PROBLEM REQUIREMENTS: Output, without alteration, the first line of the entries and each line after it, stopping with the line that contains "#[derive(Debug, Clone, Copy, PartialEq)]".

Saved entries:
━━━━━━━━━━
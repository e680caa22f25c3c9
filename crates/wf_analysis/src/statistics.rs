// crates/wf_analysis/src/statistics.rs

//! Gumbel 极值统计
//!
//! 对逐年洪峰做 Gumbel 拟合（均值 + 样本标准差），按重现期 T 求分位数
//! `X_T = mean + K_T · stdev`，其中
//!
//! ```text
//! K_T = −(√6/π) · (0.5772 + ln(ln(T / (T − 1))))
//! ```
//!
//! 只支持 10 年和 100 年一遇。

use std::collections::BTreeMap;
use std::f64::consts::PI;

/// Euler–Mascheroni 常数（四位小数）
pub const EULER_GAMMA: f64 = 0.5772;

/// 支持的重现期
pub const SUPPORTED_RETURN_PERIODS: [u32; 2] = [10, 100];

/// Gumbel 拟合参数
#[derive(Debug, Clone, Copy, PartialEq)]
pub struct GumbelFit {
    /// 均值
    pub mean: f64,
    /// 样本标准差（n − 1）
    pub stdev: f64,
}

impl GumbelFit {
    /// 拟合有限值；有限值少于 2 个时返回 `None`
    pub fn fit(values: impl IntoIterator<Item = f64>) -> Option<Self> {
        let finite: Vec<f64> = values.into_iter().filter(|v| v.is_finite()).collect();
        let n = finite.len();
        if n < 2 {
            return None;
        }

        let mean = finite.iter().sum::<f64>() / n as f64;
        let var = finite.iter().map(|v| (v - mean).powi(2)).sum::<f64>() / (n - 1) as f64;
        Some(Self {
            mean,
            stdev: var.sqrt(),
        })
    }

    /// 重现期 `return_period` 对应的分位数
    pub fn quantile(&self, return_period: u32) -> Option<f64> {
        frequency_factor(return_period).map(|k| self.mean + k * self.stdev)
    }
}

/// 频率因子 K_T；不支持的重现期返回 `None`
pub fn frequency_factor(return_period: u32) -> Option<f64> {
    if !SUPPORTED_RETURN_PERIODS.contains(&return_period) {
        return None;
    }
    let t = return_period as f64;
    Some(-(6.0_f64.sqrt() / PI) * (EULER_GAMMA + (t / (t - 1.0)).ln().ln()))
}

/// 洪峰最接近 `X_T` 的年份
///
/// 距离相同时取较早年份；非有限的洪峰不参与拟合也不参与选择。
pub fn return_period_year(peaks: &BTreeMap<i32, f64>, return_period: u32) -> Option<i32> {
    let x_t = GumbelFit::fit(peaks.values().copied())?.quantile(return_period)?;

    let mut best: Option<(i32, f64)> = None;
    for (&year, &peak) in peaks {
        if !peak.is_finite() {
            continue;
        }
        let d = (x_t - peak).abs();
        match best {
            Some((_, best_d)) if d >= best_d => {}
            _ => best = Some((year, d)),
        }
    }
    best.map(|(year, _)| year)
}

/// 序列最大值；空序列返回 `None`
pub fn annual_peak(series: &[f32]) -> Option<f64> {
    series
        .iter()
        .map(|&v| v as f64)
        .fold(None, |acc: Option<f64>, v| match acc {
            Some(m) if m >= v => Some(m),
            _ => Some(v),
        })
}
// crates/wf_analysis/src/context.rs

//! 流域上下文
//!
//! 持有流域配置，并惰性缓存流向网络与水库单元集合。
//! 细网格经纬度表与日期表按需读取，不缓存。

use std::sync::Arc;

use parking_lot::RwLock;
use wf_config::BasinConfig;
use wf_foundation::WfResult;
use wf_grid::{DateTable, FlowNetwork, FlowNetworkCache, LonLatTable, ReservoirSet};

/// 流域上下文
#[derive(Debug)]
pub struct BasinContext {
    config: BasinConfig,
    network: FlowNetworkCache,
    reservoirs: RwLock<Option<Arc<ReservoirSet>>>,
}

impl BasinContext {
    /// 创建上下文，不读取任何文件
    pub fn new(config: BasinConfig) -> Self {
        let network = FlowNetworkCache::new(config.resolve(&config.layout.flow_direction));
        Self {
            config,
            network,
            reservoirs: RwLock::new(None),
        }
    }

    /// 流域配置
    pub fn config(&self) -> &BasinConfig {
        &self.config
    }

    /// 流向网络（首次访问时加载）
    pub fn flow_network(&self) -> WfResult<Arc<FlowNetwork>> {
        self.network.get_or_load()
    }

    /// 水库单元集合（首次访问时加载）
    pub fn reservoirs(&self) -> WfResult<Arc<ReservoirSet>> {
        if let Some(set) = self.reservoirs.read().as_ref() {
            return Ok(Arc::clone(set));
        }

        let mut guard = self.reservoirs.write();
        if let Some(set) = guard.as_ref() {
            return Ok(Arc::clone(set));
        }
        let set = Arc::new(ReservoirSet::load(
            &self.config.resolve(&self.config.layout.reservoirs),
        )?);
        *guard = Some(Arc::clone(&set));
        Ok(set)
    }

    /// 细网格经纬度表
    pub fn lonlat(&self) -> WfResult<LonLatTable> {
        LonLatTable::load(&self.config.resolve(&self.config.layout.lonlat))
    }

    /// 日期表
    pub fn dates(&self) -> WfResult<DateTable> {
        DateTable::load(&self.config.resolve(&self.config.layout.dates))
    }
}
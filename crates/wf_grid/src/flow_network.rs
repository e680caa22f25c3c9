// crates/wf_grid/src/flow_network.rs

//! 流向网络
//!
//! 流向表为每个网格单元给出下游单元坐标 `(next_x, next_y)`，`next_x == -9999`
//! 表示汇点（河口或流出流域）。文件按行优先顺序逐单元一行，共 5490 行。
//!
//! 提供两种独立的下游遍历：
//!
//! - 沿流向走到汇点，返回汇点前的最后一个单元（河口）
//! - 沿流向走到第一个水库单元
//!
//! 两者都以 `CELL_COUNT + 1` 步为上限，流向表中存在环时返回错误而不是死循环。
//! 湿地出口是单步算术偏移，与遍历无关。

use std::path::{Path, PathBuf};
use std::sync::Arc;

use parking_lot::RwLock;
use tracing::{debug, info};
use wf_foundation::{WfError, WfResult};

use crate::grid::{CellId, GeoPoint, CELL_COUNT, GRID_COLS, GRID_ROWS};
use crate::tables::{read_numeric_rows, ReservoirSet};

/// 汇点标记
pub const SINK: i64 = -9999;

/// 遍历步数上限
pub const TRAVERSAL_LIMIT: usize = CELL_COUNT + 1;

/// 流向网络（只读）
#[derive(Debug, Clone)]
pub struct FlowNetwork {
    /// 下游 x 坐标，行优先，长度 CELL_COUNT
    next_x: Vec<i64>,
    /// 下游 y 坐标，行优先，长度 CELL_COUNT
    next_y: Vec<i64>,
}

impl FlowNetwork {
    /// 从行优先的下游坐标数组创建
    pub fn from_vectors(next_x: Vec<i64>, next_y: Vec<i64>) -> WfResult<Self> {
        WfError::check_size("next_x", CELL_COUNT, next_x.len())?;
        WfError::check_size("next_y", CELL_COUNT, next_y.len())?;
        Ok(Self { next_x, next_y })
    }

    /// 从流向表文件加载
    pub fn load(path: &Path) -> WfResult<Self> {
        let rows = read_numeric_rows(path, 2)?;
        WfError::check_size(&path.display().to_string(), CELL_COUNT, rows.len())?;

        let mut next_x = Vec::with_capacity(CELL_COUNT);
        let mut next_y = Vec::with_capacity(CELL_COUNT);
        for (i, row) in rows.iter().enumerate() {
            if row.len() != 2 || row.iter().any(|v| v.fract() != 0.0) {
                return Err(WfError::parse(path, i + 1, "流向表每行应为两个整数"));
            }
            next_x.push(row[0] as i64);
            next_y.push(row[1] as i64);
        }

        info!("流向网络已加载: {} ({} 个单元)", path.display(), CELL_COUNT);
        Ok(Self { next_x, next_y })
    }

    /// 流向表坐标 (x, y) 对应的单元下游坐标
    fn next_of(&self, x: i64, y: i64) -> WfResult<(i64, i64)> {
        if !(1..=GRID_COLS as i64).contains(&x) || !(1..=GRID_ROWS as i64).contains(&y) {
            return Err(WfError::index_out_of_range(
                "流向网格",
                CellId::from_xy(x, y).get(),
                CELL_COUNT,
            ));
        }
        let idx = (y - 1) as usize * GRID_COLS + (x - 1) as usize;
        Ok((self.next_x[idx], self.next_y[idx]))
    }

    /// 通用下游遍历
    ///
    /// 每步先记录候选单元，`stop` 命中时返回该单元；否则沿指针前进。
    /// 指针指向汇点时由 `at_sink` 决定结果。
    fn walk<F, G>(&self, start: CellId, mut stop: F, at_sink: G) -> WfResult<CellId>
    where
        F: FnMut(CellId) -> bool,
        G: FnOnce(CellId) -> WfResult<CellId>,
    {
        let (mut x, mut y) = start.grid_xy();

        for _ in 0..TRAVERSAL_LIMIT {
            let candidate = CellId::from_xy(x, y);
            if stop(candidate) {
                return Ok(candidate);
            }

            let (nx, ny) = self.next_of(x, y)?;
            if nx == SINK {
                return at_sink(candidate);
            }
            x = nx;
            y = ny;
        }

        Err(WfError::TraversalLimit {
            start: start.get(),
            limit: TRAVERSAL_LIMIT,
        })
    }

    /// 沿流向走到汇点，返回汇点前的最后一个单元（河口）
    pub fn downstream_cell_to_sink(&self, point: GeoPoint) -> WfResult<CellId> {
        let start = point.cell();
        let mouth = self.walk(start, |_| false, Ok)?;
        debug!("单元 {} 的河口单元: {}", start, mouth);
        Ok(mouth)
    }

    /// 沿流向走到第一个水库单元
    ///
    /// 起点本身若是水库单元则直接返回。走到汇点仍未遇到水库时返回数据错误。
    pub fn downstream_cell_to_reservoir(
        &self,
        point: GeoPoint,
        reservoirs: &ReservoirSet,
    ) -> WfResult<CellId> {
        let start = point.cell();
        let reservoir = self.walk(
            start,
            |c| reservoirs.contains(c),
            |last| {
                Err(WfError::data(format!(
                    "单元 {start} 下游直到汇点前的 {last} 都没有水库"
                )))
            },
        )?;
        debug!("单元 {} 的下游水库单元: {}", start, reservoir);
        Ok(reservoir)
    }

    /// 湿地出口单元：`(c mod 90 + 1) + ((floor(c / 90) + 1) * 90) + 1`
    pub fn wetlands_outlet_cell(point: GeoPoint) -> CellId {
        let (x, y) = point.cell().grid_xy();
        CellId::new(x + y * GRID_COLS as i64 + 1)
    }
}

/// 流向网络惰性缓存
///
/// 首次访问时加载，之后在进程生命周期内共享同一份只读网络。
#[derive(Debug)]
pub struct FlowNetworkCache {
    path: PathBuf,
    network: RwLock<Option<Arc<FlowNetwork>>>,
}

impl FlowNetworkCache {
    /// 创建缓存，不立即加载
    pub fn new(path: impl Into<PathBuf>) -> Self {
        Self {
            path: path.into(),
            network: RwLock::new(None),
        }
    }

    /// 流向表路径
    pub fn path(&self) -> &Path {
        &self.path
    }

    /// 是否已加载
    pub fn is_loaded(&self) -> bool {
        self.network.read().is_some()
    }

    /// 获取网络，未加载时加载；重复调用返回同一实例
    pub fn get_or_load(&self) -> WfResult<Arc<FlowNetwork>> {
        if let Some(network) = self.network.read().as_ref() {
            return Ok(Arc::clone(network));
        }

        let mut guard = self.network.write();
        if let Some(network) = guard.as_ref() {
            return Ok(Arc::clone(network));
        }

        let network = Arc::new(FlowNetwork::load(&self.path)?);
        *guard = Some(Arc::clone(&network));
        Ok(network)
    }
}

#[cfg(test)]
mod tests {
    use super::*;
    use std::io::Write;

    fn all_sinks() -> (Vec<i64>, Vec<i64>) {
        (vec![SINK; CELL_COUNT], vec![SINK; CELL_COUNT])
    }

    fn set_next(nx: &mut [i64], ny: &mut [i64], from: (i64, i64), to: (i64, i64)) {
        let idx = (from.1 - 1) as usize * GRID_COLS + (from.0 - 1) as usize;
        nx[idx] = to.0;
        ny[idx] = to.1;
    }

    fn point() -> GeoPoint {
        GeoPoint::new(33.0, -100.0).unwrap()
    }

    #[test]
    fn test_sink_at_start() {
        let (nx, ny) = all_sinks();
        let net = FlowNetwork::from_vectors(nx, ny).unwrap();
        let (x, y) = point().cell().grid_xy();
        assert_eq!(
            net.downstream_cell_to_sink(point()).unwrap(),
            CellId::from_xy(x, y)
        );
    }

    #[test]
    fn test_follow_chain_to_sink() {
        let (mut nx, mut ny) = all_sinks();
        let (x, y) = point().cell().grid_xy();
        set_next(&mut nx, &mut ny, (x, y), (x + 1, y));
        set_next(&mut nx, &mut ny, (x + 1, y), (x + 1, y + 1));
        let net = FlowNetwork::from_vectors(nx, ny).unwrap();
        assert_eq!(
            net.downstream_cell_to_sink(point()).unwrap(),
            CellId::from_xy(x + 1, y + 1)
        );
    }

    #[test]
    fn test_cycle_hits_traversal_limit() {
        let (mut nx, mut ny) = all_sinks();
        let (x, y) = point().cell().grid_xy();
        set_next(&mut nx, &mut ny, (x, y), (x + 1, y));
        set_next(&mut nx, &mut ny, (x + 1, y), (x, y));
        let net = FlowNetwork::from_vectors(nx, ny).unwrap();

        let err = net.downstream_cell_to_sink(point()).unwrap_err();
        assert!(matches!(err, WfError::TraversalLimit { limit, .. } if limit == CELL_COUNT + 1));

        let reservoirs = ReservoirSet::default();
        assert!(net
            .downstream_cell_to_reservoir(point(), &reservoirs)
            .is_err());
    }

    #[test]
    fn test_pointer_outside_grid() {
        let (mut nx, mut ny) = all_sinks();
        let (x, y) = point().cell().grid_xy();
        set_next(&mut nx, &mut ny, (x, y), (200, 3));
        let net = FlowNetwork::from_vectors(nx, ny).unwrap();
        assert!(matches!(
            net.downstream_cell_to_sink(point()),
            Err(WfError::IndexOutOfRange { .. })
        ));
    }

    #[test]
    fn test_reservoir_walk() {
        let (mut nx, mut ny) = all_sinks();
        let (x, y) = point().cell().grid_xy();
        set_next(&mut nx, &mut ny, (x, y), (x + 1, y));
        set_next(&mut nx, &mut ny, (x + 1, y), (x + 2, y));
        let net = FlowNetwork::from_vectors(nx, ny).unwrap();

        let reservoirs = ReservoirSet::from_cells([CellId::from_xy(x + 1, y)]);
        assert_eq!(
            net.downstream_cell_to_reservoir(point(), &reservoirs).unwrap(),
            CellId::from_xy(x + 1, y)
        );

        let elsewhere = ReservoirSet::from_cells([CellId::new(1)]);
        assert!(net
            .downstream_cell_to_reservoir(point(), &elsewhere)
            .is_err());
    }

    #[test]
    fn test_wetlands_outlet_arithmetic() {
        let p = point();
        let c = p.cell().get();
        let expected = (c % 90 + 1) + ((c / 90 + 1) * 90) + 1;
        assert_eq!(FlowNetwork::wetlands_outlet_cell(p), CellId::new(expected));
    }

    #[test]
    fn test_load_and_cache() {
        let dir = tempfile::tempdir().unwrap();
        let path = dir.path().join("nextxy.txt");
        let mut f = std::fs::File::create(&path).unwrap();
        for _ in 0..CELL_COUNT {
            writeln!(f, "-9999 -9999").unwrap();
        }
        drop(f);

        let cache = FlowNetworkCache::new(&path);
        assert!(!cache.is_loaded());
        let a = cache.get_or_load().unwrap();
        let b = cache.get_or_load().unwrap();
        assert!(Arc::ptr_eq(&a, &b));
        assert!(cache.is_loaded());
    }

    #[test]
    fn test_load_wrong_row_count() {
        let dir = tempfile::tempdir().unwrap();
        let path = dir.path().join("nextxy.txt");
        std::fs::write(&path, "1 1\n2 1\n").unwrap();
        assert!(matches!(
            FlowNetwork::load(&path),
            Err(WfError::SizeMismatch { expected, actual: 2, .. }) if expected == CELL_COUNT
        ));
    }

    #[test]
    fn test_load_missing_file() {
        let cache = FlowNetworkCache::new("/no/such/nextxy.txt");
        assert!(matches!(
            cache.get_or_load(),
            Err(WfError::FileNotFound { .. })
        ));
    }
}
━━━━━━━━━━
RESPONSE:
repository e680caa22f25c3c9
filename crates/wf_analysis/src/statistics.rs
// crates/wf_analysis/src/statistics.rs

//! Gumbel 极值统计
//!
//! 对逐年洪峰做 Gumbel 拟合（均值 + 样本标准差），按重现期 T 求分位数
//! `X_T = mean + K_T · stdev`，其中
//!
//! ```text
//! K_T = −(√6/π) · (0.5772 + ln(ln(T / (T − 1))))
//! ```
//!
//! 只支持 10 年和 100 年一遇。

use std::collections::BTreeMap;
use std::f64::consts::PI;

/// Euler–Mascheroni 常数（四位小数）
pub const EULER_GAMMA: f64 = 0.5772;

/// 支持的重现期
pub const SUPPORTED_RETURN_PERIODS: [u32; 2] = [10, 100];

/// Gumbel 拟合参数
#[derive(Debug, Clone, Copy, PartialEq)]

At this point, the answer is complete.